SUPPLIED MATERIAL START

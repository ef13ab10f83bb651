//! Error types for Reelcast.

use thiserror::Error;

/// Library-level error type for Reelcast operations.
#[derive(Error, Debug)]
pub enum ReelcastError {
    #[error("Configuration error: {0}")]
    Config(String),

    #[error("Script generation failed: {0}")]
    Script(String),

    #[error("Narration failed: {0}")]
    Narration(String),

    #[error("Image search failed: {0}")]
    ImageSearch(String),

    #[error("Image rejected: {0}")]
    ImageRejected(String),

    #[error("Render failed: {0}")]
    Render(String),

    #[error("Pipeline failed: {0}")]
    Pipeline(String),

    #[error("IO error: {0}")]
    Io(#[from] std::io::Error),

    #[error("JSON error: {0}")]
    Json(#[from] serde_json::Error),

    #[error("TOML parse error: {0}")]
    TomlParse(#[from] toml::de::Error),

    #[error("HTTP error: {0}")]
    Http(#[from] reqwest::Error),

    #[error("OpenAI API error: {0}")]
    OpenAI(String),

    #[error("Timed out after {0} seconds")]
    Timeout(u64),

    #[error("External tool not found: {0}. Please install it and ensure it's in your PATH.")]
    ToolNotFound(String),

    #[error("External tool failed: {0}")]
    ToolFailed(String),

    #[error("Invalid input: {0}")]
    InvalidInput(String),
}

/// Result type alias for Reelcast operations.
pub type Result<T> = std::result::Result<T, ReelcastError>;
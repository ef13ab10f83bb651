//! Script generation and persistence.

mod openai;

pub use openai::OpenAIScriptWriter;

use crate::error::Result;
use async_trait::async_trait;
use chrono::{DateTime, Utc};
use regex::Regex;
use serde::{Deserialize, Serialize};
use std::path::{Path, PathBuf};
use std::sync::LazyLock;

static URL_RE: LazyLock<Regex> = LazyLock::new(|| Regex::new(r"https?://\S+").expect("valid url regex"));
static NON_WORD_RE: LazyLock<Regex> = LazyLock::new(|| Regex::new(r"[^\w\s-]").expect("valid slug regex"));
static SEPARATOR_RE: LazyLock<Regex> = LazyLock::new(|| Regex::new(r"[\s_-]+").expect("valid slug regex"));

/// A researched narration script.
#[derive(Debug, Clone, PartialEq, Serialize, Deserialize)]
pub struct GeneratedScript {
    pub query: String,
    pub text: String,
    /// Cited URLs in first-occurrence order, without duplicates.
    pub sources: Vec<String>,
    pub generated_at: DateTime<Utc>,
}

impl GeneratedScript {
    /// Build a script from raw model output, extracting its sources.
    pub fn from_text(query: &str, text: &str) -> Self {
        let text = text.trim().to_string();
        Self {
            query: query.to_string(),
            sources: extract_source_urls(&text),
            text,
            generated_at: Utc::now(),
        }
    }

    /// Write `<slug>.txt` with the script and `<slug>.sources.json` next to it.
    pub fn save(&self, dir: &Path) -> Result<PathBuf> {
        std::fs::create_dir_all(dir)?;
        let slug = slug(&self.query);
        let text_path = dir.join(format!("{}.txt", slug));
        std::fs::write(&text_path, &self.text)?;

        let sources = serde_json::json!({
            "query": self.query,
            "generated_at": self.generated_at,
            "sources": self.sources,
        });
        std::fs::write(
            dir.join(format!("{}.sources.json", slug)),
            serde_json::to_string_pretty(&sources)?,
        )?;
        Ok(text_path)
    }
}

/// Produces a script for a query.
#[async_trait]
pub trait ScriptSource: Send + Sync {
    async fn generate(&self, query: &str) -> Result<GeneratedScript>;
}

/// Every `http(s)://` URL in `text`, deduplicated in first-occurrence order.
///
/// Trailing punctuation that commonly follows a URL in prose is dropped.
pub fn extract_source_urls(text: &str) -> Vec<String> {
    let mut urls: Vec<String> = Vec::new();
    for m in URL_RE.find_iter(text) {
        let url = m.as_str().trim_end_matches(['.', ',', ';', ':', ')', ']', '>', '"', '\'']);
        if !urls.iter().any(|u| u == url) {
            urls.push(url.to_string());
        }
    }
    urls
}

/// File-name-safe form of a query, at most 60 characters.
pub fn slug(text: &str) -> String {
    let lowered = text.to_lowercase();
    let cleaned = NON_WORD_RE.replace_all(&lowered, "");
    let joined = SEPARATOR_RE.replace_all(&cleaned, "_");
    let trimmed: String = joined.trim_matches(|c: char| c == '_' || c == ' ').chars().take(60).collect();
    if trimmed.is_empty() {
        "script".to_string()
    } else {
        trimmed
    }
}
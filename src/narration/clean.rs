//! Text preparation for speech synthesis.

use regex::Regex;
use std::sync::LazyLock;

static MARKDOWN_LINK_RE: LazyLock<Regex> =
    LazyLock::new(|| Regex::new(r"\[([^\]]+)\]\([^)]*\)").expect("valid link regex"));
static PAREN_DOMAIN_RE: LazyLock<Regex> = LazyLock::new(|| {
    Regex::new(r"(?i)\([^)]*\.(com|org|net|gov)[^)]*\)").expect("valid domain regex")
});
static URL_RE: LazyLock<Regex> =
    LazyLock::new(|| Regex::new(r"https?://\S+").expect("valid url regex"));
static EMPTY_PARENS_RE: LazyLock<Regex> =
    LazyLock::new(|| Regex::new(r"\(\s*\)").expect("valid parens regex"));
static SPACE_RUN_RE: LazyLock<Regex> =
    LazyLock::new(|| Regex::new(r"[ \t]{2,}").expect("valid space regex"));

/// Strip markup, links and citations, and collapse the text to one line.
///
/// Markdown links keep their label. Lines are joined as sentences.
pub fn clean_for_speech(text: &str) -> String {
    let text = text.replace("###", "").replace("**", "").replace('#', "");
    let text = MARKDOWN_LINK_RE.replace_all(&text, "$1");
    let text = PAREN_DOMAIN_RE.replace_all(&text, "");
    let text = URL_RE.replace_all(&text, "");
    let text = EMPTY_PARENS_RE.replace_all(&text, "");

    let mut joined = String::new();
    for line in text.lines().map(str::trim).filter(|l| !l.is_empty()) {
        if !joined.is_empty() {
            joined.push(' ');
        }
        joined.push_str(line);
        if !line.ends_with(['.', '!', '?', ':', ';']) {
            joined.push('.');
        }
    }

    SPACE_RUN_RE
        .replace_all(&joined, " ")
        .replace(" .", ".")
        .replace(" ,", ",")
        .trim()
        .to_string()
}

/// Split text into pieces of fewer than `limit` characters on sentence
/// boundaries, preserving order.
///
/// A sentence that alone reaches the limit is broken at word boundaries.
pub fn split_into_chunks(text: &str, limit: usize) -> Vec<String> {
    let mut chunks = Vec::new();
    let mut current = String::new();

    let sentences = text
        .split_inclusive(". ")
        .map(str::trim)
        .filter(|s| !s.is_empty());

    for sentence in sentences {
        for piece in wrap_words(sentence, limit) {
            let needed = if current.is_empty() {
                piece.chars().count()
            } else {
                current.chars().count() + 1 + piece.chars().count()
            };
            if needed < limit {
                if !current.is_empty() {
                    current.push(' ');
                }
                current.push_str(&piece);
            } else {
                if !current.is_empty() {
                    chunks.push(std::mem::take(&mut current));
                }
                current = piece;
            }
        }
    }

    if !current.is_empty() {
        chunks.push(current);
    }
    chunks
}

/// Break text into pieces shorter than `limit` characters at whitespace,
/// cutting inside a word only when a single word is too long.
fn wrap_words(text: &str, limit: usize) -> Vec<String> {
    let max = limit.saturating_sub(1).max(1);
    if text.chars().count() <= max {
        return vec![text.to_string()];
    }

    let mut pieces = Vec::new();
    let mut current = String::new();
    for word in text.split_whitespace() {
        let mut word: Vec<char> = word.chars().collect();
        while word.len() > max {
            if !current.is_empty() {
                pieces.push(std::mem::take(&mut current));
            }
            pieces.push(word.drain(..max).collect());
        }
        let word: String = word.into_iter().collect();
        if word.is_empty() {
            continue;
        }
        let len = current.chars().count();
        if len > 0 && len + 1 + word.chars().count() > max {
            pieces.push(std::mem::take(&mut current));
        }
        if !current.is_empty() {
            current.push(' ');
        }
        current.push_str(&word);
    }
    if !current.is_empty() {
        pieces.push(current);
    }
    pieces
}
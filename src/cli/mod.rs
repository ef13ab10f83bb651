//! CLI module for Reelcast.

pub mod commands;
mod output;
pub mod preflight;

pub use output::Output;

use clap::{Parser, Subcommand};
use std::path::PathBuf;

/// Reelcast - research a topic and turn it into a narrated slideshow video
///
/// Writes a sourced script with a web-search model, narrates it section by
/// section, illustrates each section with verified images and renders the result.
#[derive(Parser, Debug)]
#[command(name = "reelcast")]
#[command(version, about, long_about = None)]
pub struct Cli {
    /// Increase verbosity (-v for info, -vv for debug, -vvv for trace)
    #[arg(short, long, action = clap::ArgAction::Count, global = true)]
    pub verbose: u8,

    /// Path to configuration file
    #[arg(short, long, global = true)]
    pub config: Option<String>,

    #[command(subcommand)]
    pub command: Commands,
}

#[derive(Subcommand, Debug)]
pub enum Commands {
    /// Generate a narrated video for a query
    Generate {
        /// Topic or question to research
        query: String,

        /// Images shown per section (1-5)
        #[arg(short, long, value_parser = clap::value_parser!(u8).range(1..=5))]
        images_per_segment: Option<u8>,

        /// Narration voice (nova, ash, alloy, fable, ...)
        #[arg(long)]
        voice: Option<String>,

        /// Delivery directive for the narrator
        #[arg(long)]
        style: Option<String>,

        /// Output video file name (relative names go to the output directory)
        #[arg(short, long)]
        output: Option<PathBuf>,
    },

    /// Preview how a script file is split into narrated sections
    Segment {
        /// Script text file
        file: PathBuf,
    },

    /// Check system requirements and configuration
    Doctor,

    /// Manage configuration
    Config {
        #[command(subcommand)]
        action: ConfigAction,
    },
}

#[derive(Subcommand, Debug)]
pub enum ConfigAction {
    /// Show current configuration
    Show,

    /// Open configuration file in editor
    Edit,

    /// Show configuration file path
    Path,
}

SUPPLIED MATERIAL END
SUPPLIED MATERIAL START

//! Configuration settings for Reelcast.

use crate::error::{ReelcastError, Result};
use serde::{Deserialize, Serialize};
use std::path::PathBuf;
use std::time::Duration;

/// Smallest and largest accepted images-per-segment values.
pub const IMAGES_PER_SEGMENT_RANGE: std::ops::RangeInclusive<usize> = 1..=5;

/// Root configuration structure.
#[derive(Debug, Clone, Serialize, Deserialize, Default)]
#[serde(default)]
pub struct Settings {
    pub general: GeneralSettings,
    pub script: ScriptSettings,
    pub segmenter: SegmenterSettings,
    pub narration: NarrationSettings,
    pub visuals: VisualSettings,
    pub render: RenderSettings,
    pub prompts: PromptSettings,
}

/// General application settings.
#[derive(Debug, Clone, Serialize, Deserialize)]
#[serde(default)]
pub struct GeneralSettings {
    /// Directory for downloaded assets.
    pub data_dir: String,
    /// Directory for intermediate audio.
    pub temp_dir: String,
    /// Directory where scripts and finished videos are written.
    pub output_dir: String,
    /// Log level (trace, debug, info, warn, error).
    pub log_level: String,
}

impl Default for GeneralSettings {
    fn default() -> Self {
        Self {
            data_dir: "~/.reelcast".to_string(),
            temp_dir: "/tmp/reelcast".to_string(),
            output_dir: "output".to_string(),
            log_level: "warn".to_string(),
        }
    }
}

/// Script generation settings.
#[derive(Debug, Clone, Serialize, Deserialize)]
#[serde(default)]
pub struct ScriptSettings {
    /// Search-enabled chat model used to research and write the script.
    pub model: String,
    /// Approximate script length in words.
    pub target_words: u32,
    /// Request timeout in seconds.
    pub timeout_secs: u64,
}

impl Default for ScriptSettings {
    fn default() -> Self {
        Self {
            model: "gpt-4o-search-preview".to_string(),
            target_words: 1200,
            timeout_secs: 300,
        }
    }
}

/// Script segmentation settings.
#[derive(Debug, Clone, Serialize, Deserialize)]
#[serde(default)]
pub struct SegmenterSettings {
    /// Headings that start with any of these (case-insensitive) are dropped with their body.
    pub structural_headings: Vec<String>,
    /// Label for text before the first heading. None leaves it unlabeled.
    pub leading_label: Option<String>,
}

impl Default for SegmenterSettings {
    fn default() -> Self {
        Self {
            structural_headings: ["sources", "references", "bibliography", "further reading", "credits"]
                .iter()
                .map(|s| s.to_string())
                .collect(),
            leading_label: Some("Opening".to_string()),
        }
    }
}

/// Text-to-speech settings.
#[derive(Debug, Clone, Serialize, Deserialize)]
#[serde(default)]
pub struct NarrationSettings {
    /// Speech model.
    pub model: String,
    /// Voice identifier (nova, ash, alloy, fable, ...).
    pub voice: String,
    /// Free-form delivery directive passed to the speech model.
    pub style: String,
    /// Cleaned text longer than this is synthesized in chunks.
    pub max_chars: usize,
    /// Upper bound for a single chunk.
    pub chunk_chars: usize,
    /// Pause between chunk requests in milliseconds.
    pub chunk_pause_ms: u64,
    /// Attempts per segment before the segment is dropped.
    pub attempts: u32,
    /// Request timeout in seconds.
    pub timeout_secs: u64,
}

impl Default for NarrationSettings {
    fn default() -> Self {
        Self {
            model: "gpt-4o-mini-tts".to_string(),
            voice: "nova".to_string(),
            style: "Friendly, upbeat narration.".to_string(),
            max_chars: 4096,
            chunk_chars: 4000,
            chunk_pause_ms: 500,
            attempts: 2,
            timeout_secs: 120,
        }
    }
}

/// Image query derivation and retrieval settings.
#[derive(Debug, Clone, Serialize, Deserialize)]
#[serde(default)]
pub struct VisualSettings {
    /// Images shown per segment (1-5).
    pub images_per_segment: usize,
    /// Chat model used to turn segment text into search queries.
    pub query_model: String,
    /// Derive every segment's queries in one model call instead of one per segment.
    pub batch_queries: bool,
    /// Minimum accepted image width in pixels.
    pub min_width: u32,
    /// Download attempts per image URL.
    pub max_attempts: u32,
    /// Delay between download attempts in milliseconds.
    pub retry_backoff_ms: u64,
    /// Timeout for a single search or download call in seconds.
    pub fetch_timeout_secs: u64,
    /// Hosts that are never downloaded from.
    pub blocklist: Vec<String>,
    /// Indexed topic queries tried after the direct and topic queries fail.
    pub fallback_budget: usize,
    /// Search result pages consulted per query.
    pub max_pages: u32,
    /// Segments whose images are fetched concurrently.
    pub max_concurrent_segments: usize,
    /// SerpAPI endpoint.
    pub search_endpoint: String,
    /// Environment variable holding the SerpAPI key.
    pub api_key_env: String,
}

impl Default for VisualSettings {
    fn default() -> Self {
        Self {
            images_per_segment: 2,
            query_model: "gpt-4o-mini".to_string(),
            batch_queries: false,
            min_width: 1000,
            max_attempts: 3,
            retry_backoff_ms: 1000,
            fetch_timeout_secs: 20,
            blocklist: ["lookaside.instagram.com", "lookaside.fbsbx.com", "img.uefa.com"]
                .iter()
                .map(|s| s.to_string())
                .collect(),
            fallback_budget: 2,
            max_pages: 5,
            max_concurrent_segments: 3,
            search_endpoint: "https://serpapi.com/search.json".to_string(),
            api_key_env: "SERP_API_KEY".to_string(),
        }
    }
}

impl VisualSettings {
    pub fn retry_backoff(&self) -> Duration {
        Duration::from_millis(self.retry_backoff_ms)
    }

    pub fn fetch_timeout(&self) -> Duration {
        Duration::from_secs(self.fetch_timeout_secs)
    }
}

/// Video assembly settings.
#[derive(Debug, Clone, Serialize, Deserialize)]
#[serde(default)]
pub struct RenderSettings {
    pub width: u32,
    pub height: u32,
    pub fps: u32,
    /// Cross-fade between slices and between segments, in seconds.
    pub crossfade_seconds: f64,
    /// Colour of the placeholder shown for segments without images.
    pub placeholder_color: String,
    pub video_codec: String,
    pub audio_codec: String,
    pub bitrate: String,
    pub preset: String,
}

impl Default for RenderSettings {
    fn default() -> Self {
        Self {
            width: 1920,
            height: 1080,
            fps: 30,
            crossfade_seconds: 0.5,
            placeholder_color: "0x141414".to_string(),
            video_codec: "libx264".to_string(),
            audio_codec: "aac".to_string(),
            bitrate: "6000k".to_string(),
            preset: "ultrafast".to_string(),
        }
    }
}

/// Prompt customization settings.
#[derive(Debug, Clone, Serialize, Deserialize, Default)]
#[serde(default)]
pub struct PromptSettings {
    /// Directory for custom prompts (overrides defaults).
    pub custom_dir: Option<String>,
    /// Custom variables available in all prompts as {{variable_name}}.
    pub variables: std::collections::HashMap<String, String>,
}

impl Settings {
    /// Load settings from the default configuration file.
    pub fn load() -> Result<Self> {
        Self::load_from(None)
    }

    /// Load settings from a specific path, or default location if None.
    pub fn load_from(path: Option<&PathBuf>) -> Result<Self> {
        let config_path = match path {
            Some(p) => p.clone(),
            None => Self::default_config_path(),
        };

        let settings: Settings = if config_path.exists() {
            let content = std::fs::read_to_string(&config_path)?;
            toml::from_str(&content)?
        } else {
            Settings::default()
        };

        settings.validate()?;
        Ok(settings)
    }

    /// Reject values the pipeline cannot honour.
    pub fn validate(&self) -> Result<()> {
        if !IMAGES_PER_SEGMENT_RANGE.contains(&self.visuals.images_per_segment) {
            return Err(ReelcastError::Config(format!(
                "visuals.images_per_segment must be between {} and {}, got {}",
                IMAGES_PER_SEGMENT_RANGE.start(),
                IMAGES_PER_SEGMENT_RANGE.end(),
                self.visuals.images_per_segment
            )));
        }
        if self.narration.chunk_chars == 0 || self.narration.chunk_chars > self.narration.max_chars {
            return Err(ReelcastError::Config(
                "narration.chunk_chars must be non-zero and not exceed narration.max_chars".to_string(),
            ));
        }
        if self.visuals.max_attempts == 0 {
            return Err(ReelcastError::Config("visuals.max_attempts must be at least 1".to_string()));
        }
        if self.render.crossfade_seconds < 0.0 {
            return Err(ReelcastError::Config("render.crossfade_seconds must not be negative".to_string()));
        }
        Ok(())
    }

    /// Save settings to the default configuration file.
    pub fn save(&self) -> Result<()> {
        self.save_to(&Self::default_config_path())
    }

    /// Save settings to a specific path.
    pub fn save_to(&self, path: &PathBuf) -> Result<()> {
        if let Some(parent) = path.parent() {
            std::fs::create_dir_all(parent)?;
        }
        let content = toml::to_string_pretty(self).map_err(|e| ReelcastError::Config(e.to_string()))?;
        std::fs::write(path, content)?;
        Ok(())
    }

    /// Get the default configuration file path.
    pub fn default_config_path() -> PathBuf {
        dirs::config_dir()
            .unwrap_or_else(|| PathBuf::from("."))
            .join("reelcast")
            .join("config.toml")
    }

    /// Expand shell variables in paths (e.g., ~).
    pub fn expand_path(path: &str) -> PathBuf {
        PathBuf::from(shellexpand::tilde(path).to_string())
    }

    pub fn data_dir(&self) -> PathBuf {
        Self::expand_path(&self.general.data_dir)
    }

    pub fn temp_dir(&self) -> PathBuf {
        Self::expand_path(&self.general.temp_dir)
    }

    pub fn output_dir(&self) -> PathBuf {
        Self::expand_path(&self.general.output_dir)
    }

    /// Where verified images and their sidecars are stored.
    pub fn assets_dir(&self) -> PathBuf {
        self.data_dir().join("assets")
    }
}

SUPPLIED MATERIAL END
SUPPLIED MATERIAL START

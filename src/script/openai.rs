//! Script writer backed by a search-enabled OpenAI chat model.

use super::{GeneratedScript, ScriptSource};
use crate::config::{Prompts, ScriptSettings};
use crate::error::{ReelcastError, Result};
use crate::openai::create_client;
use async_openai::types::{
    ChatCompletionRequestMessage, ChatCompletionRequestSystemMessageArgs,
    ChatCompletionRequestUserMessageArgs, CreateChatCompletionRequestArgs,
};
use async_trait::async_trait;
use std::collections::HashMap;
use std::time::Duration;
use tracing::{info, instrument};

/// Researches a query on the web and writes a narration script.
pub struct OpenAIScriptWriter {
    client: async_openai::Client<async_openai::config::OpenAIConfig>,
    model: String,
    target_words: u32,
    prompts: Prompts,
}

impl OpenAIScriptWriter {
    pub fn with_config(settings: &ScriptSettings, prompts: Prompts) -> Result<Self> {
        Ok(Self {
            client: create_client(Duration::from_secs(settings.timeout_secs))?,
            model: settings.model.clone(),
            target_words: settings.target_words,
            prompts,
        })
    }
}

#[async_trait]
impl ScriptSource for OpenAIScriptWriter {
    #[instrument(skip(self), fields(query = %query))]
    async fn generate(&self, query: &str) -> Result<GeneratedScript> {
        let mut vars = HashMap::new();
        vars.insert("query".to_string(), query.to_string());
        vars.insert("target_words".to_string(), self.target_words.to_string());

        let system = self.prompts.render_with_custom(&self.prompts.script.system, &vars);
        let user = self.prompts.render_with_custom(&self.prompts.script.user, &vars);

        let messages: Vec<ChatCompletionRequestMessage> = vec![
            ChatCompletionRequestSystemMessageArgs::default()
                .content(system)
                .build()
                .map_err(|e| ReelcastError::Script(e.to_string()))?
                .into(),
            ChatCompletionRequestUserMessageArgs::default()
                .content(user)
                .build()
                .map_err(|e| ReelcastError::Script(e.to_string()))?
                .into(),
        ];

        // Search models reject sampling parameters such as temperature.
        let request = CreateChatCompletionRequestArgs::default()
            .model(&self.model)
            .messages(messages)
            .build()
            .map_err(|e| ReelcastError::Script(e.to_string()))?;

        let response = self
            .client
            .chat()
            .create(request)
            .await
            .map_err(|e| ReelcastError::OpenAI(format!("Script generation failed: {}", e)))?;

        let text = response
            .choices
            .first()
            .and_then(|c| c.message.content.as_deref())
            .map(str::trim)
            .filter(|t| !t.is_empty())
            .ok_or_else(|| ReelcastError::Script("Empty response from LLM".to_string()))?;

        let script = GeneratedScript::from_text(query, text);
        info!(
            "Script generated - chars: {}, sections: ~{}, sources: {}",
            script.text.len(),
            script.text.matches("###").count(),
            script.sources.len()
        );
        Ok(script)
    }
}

SUPPLIED MATERIAL END

REQUIRED WORK: Take the word "joined" and find each line of the material that contains it. Copy those lines.

WRITTEN ANSWER:
    let joined = SEPARATOR_RE.replace_all(&cleaned, "_");
    let trimmed: String = joined.trim_matches(|c: char| c == '_' || c == ' ').chars().take(60).collect();
/// Markdown links keep their label. Lines are joined as sentences.
    let mut joined = String::new();
        if !joined.is_empty() {
            joined.push(' ');
        joined.push_str(line);
            joined.push('.');
        .replace_all(&joined, " ")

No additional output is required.